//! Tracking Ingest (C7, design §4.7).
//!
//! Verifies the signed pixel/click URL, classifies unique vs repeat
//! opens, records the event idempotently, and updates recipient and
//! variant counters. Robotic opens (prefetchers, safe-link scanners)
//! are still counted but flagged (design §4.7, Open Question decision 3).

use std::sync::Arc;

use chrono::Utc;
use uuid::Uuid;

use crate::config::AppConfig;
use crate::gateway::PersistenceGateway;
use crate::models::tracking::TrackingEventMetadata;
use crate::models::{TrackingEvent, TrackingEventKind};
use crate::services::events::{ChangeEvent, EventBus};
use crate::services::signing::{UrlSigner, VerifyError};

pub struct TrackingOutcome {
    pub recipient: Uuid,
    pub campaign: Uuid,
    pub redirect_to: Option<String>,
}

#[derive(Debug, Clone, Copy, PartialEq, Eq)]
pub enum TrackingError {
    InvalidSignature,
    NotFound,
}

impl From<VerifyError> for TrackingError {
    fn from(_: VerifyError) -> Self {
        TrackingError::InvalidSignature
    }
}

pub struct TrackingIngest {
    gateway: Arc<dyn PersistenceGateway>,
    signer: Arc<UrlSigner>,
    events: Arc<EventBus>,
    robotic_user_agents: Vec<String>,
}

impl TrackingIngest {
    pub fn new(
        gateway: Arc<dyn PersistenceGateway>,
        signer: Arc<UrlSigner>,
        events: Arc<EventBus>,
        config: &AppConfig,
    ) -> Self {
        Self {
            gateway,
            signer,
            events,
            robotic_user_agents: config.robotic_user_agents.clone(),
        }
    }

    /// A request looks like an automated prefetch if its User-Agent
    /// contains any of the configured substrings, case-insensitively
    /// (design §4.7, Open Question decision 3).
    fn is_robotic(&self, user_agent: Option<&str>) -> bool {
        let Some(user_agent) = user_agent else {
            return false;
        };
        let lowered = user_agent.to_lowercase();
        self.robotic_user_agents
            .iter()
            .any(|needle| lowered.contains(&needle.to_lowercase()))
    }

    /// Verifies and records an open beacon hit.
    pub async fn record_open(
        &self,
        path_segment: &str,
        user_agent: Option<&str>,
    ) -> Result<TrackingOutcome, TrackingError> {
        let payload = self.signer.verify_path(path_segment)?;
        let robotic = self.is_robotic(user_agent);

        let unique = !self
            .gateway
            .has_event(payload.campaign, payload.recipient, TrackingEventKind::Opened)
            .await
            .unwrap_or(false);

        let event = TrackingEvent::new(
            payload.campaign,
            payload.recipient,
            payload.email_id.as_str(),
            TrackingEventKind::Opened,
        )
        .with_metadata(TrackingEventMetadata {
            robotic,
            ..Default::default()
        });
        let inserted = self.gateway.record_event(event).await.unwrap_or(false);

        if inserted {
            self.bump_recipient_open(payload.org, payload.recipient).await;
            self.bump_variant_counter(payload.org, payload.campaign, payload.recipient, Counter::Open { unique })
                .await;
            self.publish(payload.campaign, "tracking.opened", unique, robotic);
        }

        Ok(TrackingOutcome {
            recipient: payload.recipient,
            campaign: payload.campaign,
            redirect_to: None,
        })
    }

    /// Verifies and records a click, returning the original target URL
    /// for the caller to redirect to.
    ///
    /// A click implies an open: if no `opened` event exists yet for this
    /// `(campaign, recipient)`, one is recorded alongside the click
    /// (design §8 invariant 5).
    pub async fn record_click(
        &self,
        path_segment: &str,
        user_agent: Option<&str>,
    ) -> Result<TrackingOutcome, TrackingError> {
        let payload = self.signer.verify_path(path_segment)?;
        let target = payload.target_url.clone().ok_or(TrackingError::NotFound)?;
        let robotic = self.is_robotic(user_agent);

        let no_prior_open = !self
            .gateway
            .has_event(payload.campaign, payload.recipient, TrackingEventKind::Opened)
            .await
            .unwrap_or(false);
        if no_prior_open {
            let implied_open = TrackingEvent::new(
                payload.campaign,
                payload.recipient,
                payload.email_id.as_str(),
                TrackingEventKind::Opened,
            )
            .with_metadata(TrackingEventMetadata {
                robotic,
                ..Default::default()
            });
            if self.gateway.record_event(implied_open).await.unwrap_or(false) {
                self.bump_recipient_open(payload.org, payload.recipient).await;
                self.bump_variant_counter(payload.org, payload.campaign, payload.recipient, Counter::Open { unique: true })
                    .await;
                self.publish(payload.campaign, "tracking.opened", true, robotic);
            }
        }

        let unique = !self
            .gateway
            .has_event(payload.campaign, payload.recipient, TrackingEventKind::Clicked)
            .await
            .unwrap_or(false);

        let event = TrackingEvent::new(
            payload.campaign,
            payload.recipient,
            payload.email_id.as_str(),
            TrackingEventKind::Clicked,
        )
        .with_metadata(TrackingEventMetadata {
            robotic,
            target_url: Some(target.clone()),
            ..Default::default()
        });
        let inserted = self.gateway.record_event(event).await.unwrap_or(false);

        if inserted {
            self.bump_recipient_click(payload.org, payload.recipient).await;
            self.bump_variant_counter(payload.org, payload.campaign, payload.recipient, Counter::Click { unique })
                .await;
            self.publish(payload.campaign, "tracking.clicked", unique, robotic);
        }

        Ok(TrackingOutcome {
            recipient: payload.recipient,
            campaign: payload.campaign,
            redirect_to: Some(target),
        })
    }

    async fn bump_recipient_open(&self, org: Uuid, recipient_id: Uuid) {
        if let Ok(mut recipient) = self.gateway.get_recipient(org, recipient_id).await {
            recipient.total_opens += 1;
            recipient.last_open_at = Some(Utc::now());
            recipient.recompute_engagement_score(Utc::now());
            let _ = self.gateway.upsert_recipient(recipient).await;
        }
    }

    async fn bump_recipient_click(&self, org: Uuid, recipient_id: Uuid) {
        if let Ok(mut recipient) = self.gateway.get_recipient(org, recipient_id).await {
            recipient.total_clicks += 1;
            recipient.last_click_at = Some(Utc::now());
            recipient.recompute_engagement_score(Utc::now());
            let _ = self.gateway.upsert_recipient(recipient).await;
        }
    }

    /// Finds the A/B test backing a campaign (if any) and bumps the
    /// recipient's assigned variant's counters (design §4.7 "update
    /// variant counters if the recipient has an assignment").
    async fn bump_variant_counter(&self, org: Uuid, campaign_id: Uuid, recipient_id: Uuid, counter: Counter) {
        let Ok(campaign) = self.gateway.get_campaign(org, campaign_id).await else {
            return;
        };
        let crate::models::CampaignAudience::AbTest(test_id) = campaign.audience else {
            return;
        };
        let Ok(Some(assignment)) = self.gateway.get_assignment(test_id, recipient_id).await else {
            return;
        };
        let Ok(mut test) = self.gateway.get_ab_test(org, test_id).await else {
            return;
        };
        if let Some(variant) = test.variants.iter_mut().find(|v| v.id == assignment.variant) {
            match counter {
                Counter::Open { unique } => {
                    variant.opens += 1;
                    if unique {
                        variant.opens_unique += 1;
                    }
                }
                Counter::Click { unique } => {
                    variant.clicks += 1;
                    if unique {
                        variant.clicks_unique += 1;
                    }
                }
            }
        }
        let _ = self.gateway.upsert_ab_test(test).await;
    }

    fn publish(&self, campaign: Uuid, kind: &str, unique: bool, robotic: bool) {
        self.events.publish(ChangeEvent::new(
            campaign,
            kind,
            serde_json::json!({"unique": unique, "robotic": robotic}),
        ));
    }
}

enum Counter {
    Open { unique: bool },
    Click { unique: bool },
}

### TO DO:
Going through the material above, tally the lines holding "ChangeEvent" and give the number alone.

### REPLY:
2